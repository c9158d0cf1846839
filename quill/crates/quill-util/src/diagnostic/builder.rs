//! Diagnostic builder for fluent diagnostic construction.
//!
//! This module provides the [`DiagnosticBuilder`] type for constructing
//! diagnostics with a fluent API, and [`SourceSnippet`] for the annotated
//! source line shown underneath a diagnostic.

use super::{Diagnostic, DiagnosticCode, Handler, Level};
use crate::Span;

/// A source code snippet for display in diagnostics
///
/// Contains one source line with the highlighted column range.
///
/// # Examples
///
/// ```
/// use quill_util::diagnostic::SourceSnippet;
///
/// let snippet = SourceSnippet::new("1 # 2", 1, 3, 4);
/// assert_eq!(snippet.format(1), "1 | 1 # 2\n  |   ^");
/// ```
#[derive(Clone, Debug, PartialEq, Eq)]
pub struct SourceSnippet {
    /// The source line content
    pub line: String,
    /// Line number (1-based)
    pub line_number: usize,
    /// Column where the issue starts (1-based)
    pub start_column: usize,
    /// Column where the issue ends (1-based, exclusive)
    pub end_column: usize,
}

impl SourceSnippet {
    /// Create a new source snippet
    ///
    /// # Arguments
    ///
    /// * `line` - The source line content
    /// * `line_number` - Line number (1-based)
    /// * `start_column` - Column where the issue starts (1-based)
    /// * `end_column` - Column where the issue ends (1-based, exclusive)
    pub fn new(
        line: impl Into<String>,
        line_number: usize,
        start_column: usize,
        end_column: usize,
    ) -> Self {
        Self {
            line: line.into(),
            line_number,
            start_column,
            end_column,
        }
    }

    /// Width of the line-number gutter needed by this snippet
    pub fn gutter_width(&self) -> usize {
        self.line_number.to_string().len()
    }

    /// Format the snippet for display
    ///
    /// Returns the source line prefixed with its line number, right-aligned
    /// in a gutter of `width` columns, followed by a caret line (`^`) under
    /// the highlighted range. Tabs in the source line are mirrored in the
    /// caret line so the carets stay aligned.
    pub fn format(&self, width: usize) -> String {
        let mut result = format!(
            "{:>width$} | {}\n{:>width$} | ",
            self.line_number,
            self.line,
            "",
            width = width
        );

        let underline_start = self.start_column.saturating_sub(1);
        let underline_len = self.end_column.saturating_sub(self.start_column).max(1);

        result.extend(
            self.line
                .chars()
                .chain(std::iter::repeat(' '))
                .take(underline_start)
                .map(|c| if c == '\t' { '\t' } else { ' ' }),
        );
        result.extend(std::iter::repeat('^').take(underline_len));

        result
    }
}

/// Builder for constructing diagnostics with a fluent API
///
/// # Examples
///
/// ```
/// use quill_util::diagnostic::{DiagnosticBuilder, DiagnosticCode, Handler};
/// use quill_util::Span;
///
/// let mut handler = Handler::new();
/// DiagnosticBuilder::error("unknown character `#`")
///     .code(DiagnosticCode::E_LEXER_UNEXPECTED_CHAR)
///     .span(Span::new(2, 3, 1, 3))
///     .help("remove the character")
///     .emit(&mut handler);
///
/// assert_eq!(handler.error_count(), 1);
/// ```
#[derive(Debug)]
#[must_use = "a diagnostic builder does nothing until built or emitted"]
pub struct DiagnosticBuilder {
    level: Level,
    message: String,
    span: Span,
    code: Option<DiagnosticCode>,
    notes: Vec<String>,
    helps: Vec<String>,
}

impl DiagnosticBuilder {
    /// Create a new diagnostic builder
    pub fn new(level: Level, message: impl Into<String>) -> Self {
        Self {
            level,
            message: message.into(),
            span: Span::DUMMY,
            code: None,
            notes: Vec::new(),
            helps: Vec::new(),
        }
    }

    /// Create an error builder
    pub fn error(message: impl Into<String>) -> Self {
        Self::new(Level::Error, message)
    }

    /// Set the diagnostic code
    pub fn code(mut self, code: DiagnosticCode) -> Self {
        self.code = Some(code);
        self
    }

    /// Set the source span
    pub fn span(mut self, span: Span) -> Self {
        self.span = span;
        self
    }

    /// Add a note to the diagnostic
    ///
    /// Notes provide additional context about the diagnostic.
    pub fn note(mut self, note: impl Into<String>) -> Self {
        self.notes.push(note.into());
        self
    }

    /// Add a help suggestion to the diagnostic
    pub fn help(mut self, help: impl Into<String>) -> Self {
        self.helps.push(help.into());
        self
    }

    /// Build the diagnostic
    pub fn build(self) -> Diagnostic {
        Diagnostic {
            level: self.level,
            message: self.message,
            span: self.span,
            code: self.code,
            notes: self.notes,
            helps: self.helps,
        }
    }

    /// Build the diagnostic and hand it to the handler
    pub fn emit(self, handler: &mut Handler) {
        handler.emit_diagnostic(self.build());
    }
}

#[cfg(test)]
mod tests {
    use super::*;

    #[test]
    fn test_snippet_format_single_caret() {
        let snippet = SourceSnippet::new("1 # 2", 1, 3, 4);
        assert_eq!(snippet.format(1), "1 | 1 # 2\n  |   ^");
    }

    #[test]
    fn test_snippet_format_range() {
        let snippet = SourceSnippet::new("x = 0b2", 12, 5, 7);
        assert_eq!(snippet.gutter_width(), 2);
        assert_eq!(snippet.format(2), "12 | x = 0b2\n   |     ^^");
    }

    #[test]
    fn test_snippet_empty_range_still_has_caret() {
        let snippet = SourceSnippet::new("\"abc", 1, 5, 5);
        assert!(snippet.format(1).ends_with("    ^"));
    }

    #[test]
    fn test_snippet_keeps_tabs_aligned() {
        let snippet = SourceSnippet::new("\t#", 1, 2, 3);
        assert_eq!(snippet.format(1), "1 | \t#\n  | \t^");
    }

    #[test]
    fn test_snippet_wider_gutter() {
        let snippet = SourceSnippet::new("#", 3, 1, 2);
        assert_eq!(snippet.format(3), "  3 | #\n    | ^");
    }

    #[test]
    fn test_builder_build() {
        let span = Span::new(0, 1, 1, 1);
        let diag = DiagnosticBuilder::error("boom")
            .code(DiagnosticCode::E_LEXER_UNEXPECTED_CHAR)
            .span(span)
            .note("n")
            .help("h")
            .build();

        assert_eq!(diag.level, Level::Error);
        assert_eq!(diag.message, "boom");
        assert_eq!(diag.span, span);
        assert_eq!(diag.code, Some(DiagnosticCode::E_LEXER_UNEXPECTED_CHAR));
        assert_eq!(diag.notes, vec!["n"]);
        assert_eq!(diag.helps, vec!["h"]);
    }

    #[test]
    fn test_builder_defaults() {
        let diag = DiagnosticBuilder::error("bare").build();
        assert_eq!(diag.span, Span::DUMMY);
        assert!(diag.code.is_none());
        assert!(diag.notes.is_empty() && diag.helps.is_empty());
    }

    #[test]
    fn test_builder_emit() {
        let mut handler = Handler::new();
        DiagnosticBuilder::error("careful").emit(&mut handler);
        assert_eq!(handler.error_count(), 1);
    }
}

-=-=-

= TASK =
Only the lines from the first line of the records through the line with "type for constructing" should be reproduced, exactly and with nothing added.

= REPLY TO THE TASK =
repository c9158d0cf1846839
filename quill/crates/quill-util/src/diagnostic/builder.rs
//! Diagnostic builder for fluent diagnostic construction.
//!
//! This module provides the [`DiagnosticBuilder`] type for constructing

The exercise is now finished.